All of the records must come back exactly. Please repeat them in full.
================
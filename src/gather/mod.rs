//! Artifact gathering: passes, gatherer lifecycle, artifact store.

pub mod network;
pub mod pipeline;
pub mod tags_blocking_first_paint;
pub mod url;

pub use network::NetworkRecord;
pub use pipeline::Pipeline;

use crate::error::Result;
use crate::protocol::Session;
use crate::trace::TraceEvent;
use async_trait::async_trait;
use serde::{Deserialize, Serialize};
use std::collections::BTreeMap;
use std::sync::Arc;
use std::time::Duration;

/// Name of the pass a default configuration runs.
pub const DEFAULT_PASS: &str = "default";

/// Artifact key the per-pass traces answer to.
pub const TRACES_ARTIFACT: &str = "traces";

/// Artifact key the per-pass network records answer to.
pub const NETWORK_RECORDS_ARTIFACT: &str = "network-records";

/// Failure sentinel stored when a gatherer cannot produce its artifact.
///
/// Serializes as `{"rawValue": -1, "debugString": ...}` so downstream
/// consumers can tell collection failure from empty data.
#[derive(Debug, Clone, Serialize, Deserialize)]
pub struct ArtifactError {
    #[serde(rename = "rawValue")]
    pub raw_value: i64,
    #[serde(rename = "debugString")]
    pub debug_string: String,
}

/// One collected artifact: the gatherer's value, or the failure sentinel
/// recorded in its place.
#[derive(Debug, Clone, Serialize, Deserialize)]
#[serde(untagged)]
pub enum Artifact {
    Error(ArtifactError),
    Value(serde_json::Value),
}

impl Artifact {
    /// Build the failure sentinel.
    pub fn error(debug_string: impl Into<String>) -> Self {
        Artifact::Error(ArtifactError {
            raw_value: -1,
            debug_string: debug_string.into(),
        })
    }

    pub fn as_error(&self) -> Option<&ArtifactError> {
        match self {
            Artifact::Error(sentinel) => Some(sentinel),
            Artifact::Value(_) => None,
        }
    }

    pub fn as_value(&self) -> Option<&serde_json::Value> {
        match self {
            Artifact::Error(_) => None,
            Artifact::Value(value) => Some(value),
        }
    }
}

/// Run-scoped store of named artifacts plus per-pass load data.
///
/// The pipeline is the only writer while gathering runs; audits get a shared
/// read-only reference afterwards.
#[derive(Debug, Default, Serialize)]
pub struct ArtifactStore {
    artifacts: BTreeMap<String, Artifact>,
    traces: BTreeMap<String, Vec<TraceEvent>>,
    network_records: BTreeMap<String, Vec<NetworkRecord>>,
}

impl ArtifactStore {
    pub fn insert(&mut self, name: impl Into<String>, artifact: Artifact) {
        let name = name.into();
        if self.artifacts.insert(name.clone(), artifact).is_some() {
            tracing::warn!(artifact = %name, "artifact overwritten by a later pass");
        }
    }

    pub fn get(&self, name: &str) -> Option<&Artifact> {
        self.artifacts.get(name)
    }

    /// Whether an audit's required artifact is satisfiable from this store.
    pub fn contains(&self, name: &str) -> bool {
        match name {
            TRACES_ARTIFACT => !self.traces.is_empty(),
            NETWORK_RECORDS_ARTIFACT => !self.network_records.is_empty(),
            _ => self.artifacts.contains_key(name),
        }
    }

    pub fn insert_trace(&mut self, pass: impl Into<String>, events: Vec<TraceEvent>) {
        self.traces.insert(pass.into(), events);
    }

    pub fn trace(&self, pass: &str) -> Option<&[TraceEvent]> {
        self.traces.get(pass).map(Vec::as_slice)
    }

    /// The default pass's trace, falling back to the first recorded one when
    /// the run used custom pass names.
    pub fn default_trace(&self) -> Option<&[TraceEvent]> {
        self.traces
            .get(DEFAULT_PASS)
            .or_else(|| self.traces.values().next())
            .map(Vec::as_slice)
    }

    pub fn insert_network_records(&mut self, pass: impl Into<String>, records: Vec<NetworkRecord>) {
        self.network_records.insert(pass.into(), records);
    }

    pub fn network_records(&self, pass: &str) -> Option<&[NetworkRecord]> {
        self.network_records.get(pass).map(Vec::as_slice)
    }
}

/// Everything a gatherer hook needs to talk to the page.
pub struct PassContext<'a> {
    pub session: &'a Session,
    /// URL the pass navigates to.
    pub url: &'a str,
    /// Deadline applied to each command the hook issues.
    pub command_timeout: Duration,
}

/// Load-time data one pass collected, handed to every `after_pass`.
#[derive(Debug, Clone, Default)]
pub struct PassLoadData {
    pub trace_events: Vec<TraceEvent>,
    pub network_records: Vec<NetworkRecord>,
}

/// A unit that collects one artifact via lifecycle hooks around a pass.
///
/// `before_pass` installs in-page instrumentation before navigation;
/// `after_pass` computes the artifact from whatever the pass recorded. A
/// hook returning `Err` costs only this gatherer's artifact — the pipeline
/// records the sentinel and moves on.
#[async_trait]
pub trait Gatherer: Send + Sync + std::fmt::Debug {
    /// Artifact key this gatherer writes.
    fn name(&self) -> &'static str;

    async fn before_pass(&self, ctx: &PassContext<'_>) -> Result<()> {
        let _ = ctx;
        Ok(())
    }

    async fn after_pass(
        &self,
        ctx: &PassContext<'_>,
        load: &PassLoadData,
    ) -> Result<serde_json::Value>;
}

/// Resolve a configured gatherer name.
pub fn gatherer_by_name(name: &str) -> Option<Arc<dyn Gatherer>> {
    match name {
        "url" => Some(Arc::new(url::UrlGatherer)),
        "tags-blocking-first-paint" => {
            Some(Arc::new(tags_blocking_first_paint::TagsBlockingFirstPaint))
        }
        _ => None,
    }
}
================
#### [Answer to this task]
filename src/gather/mod.rs
//! Artifact gathering: passes, gatherer lifecycle, artifact store.

pub mod network;
pub mod pipeline;
pub mod tags_blocking_first_paint;
pub mod url;

pub use network::NetworkRecord;
pub use pipeline::Pipeline;

use crate::error::Result;
use crate::protocol::Session;
use crate::trace::TraceEvent;
use async_trait::async_trait;
use serde::{Deserialize, Serialize};
use std::collections::BTreeMap;
use std::sync::Arc;
use std::time::Duration;

/// Name of the pass a default configuration runs.
pub const DEFAULT_PASS: &str = "default";

/// Artifact key the per-pass traces answer to.
pub const TRACES_ARTIFACT: &str = "traces";

/// Artifact key the per-pass network records answer to.
pub const NETWORK_RECORDS_ARTIFACT: &str = "network-records";

/// Failure sentinel stored when a gatherer cannot produce its artifact.
///
/// Serializes as `{"rawValue": -1, "debugString": ...}` so downstream
/// consumers can tell collection failure from empty data.
#[derive(Debug, Clone, Serialize, Deserialize)]
pub struct ArtifactError {
    #[serde(rename = "rawValue")]
    pub raw_value: i64,
    #[serde(rename = "debugString")]
    pub debug_string: String,
}

/// One collected artifact: the gatherer's value, or the failure sentinel
/// recorded in its place.
#[derive(Debug, Clone, Serialize, Deserialize)]
#[serde(untagged)]
pub enum Artifact {
    Error(ArtifactError),
    Value(serde_json::Value),
}

impl Artifact {
    /// Build the failure sentinel.
    pub fn error(debug_string: impl Into<String>) -> Self {
        Artifact::Error(ArtifactError {
            raw_value: -1,
            debug_string: debug_string.into(),
        })
    }

    pub fn as_error(&self) -> Option<&ArtifactError> {
        match self {
            Artifact::Error(sentinel) => Some(sentinel),
            Artifact::Value(_) => None,
        }
    }

    pub fn as_value(&self) -> Option<&serde_json::Value> {
        match self {
            Artifact::Error(_) => None,
            Artifact::Value(value) => Some(value),
        }
    }
}

/// Run-scoped store of named artifacts plus per-pass load data.
///
/// The pipeline is the only writer while gathering runs; audits get a shared
/// read-only reference afterwards.
#[derive(Debug, Default, Serialize)]
pub struct ArtifactStore {
    artifacts: BTreeMap<String, Artifact>,
    traces: BTreeMap<String, Vec<TraceEvent>>,
    network_records: BTreeMap<String, Vec<NetworkRecord>>,
}

impl ArtifactStore {
    pub fn insert(&mut self, name: impl Into<String>, artifact: Artifact) {
        let name = name.into();
        if self.artifacts.insert(name.clone(), artifact).is_some() {
            tracing::warn!(artifact = %name, "artifact overwritten by a later pass");
        }
    }

    pub fn get(&self, name: &str) -> Option<&Artifact> {
        self.artifacts.get(name)
    }

    /// Whether an audit's required artifact is satisfiable from this store.
    pub fn contains(&self, name: &str) -> bool {
        match name {
            TRACES_ARTIFACT => !self.traces.is_empty(),
            NETWORK_RECORDS_ARTIFACT => !self.network_records.is_empty(),
            _ => self.artifacts.contains_key(name),
        }
    }

    pub fn insert_trace(&mut self, pass: impl Into<String>, events: Vec<TraceEvent>) {
        self.traces.insert(pass.into(), events);
    }

    pub fn trace(&self, pass: &str) -> Option<&[TraceEvent]> {
        self.traces.get(pass).map(Vec::as_slice)
    }

    /// The default pass's trace, falling back to the first recorded one when
    /// the run used custom pass names.
    pub fn default_trace(&self) -> Option<&[TraceEvent]> {
        self.traces
            .get(DEFAULT_PASS)
            .or_else(|| self.traces.values().next())
            .map(Vec::as_slice)
    }

    pub fn insert_network_records(&mut self, pass: impl Into<String>, records: Vec<NetworkRecord>) {
        self.network_records.insert(pass.into(), records);
    }

    pub fn network_records(&self, pass: &str) -> Option<&[NetworkRecord]> {
        self.network_records.get(pass).map(Vec::as_slice)
    }
}

/// Everything a gatherer hook needs to talk to the page.
pub struct PassContext<'a> {
    pub session: &'a Session,
    /// URL the pass navigates to.
    pub url: &'a str,
    /// Deadline applied to each command the hook issues.
    pub command_timeout: Duration,
}

/// Load-time data one pass collected, handed to every `after_pass`.
#[derive(Debug, Clone, Default)]
pub struct PassLoadData {
    pub trace_events: Vec<TraceEvent>,
    pub network_records: Vec<NetworkRecord>,
}

/// A unit that collects one artifact via lifecycle hooks around a pass.
///
/// `before_pass` installs in-page instrumentation before navigation;
/// `after_pass` computes the artifact from whatever the pass recorded. A
/// hook returning `Err` costs only this gatherer's artifact — the pipeline
/// records the sentinel and moves on.
#[async_trait]
pub trait Gatherer: Send + Sync + std::fmt::Debug {
    /// Artifact key this gatherer writes.
    fn name(&self) -> &'static str;

    async fn before_pass(&self, ctx: &PassContext<'_>) -> Result<()> {
        let _ = ctx;
        Ok(())
    }

    async fn after_pass(
        &self,
        ctx: &PassContext<'_>,
        load: &PassLoadData,
    ) -> Result<serde_json::Value>;
}

/// Resolve a configured gatherer name.
pub fn gatherer_by_name(name: &str) -> Option<Arc<dyn Gatherer>> {
    match name {
        "url" => Some(Arc::new(url::UrlGatherer)),
        "tags-blocking-first-paint" => {
            Some(Arc::new(tags_blocking_first_paint::TagsBlockingFirstPaint))
        }
        _ => None,
    }
}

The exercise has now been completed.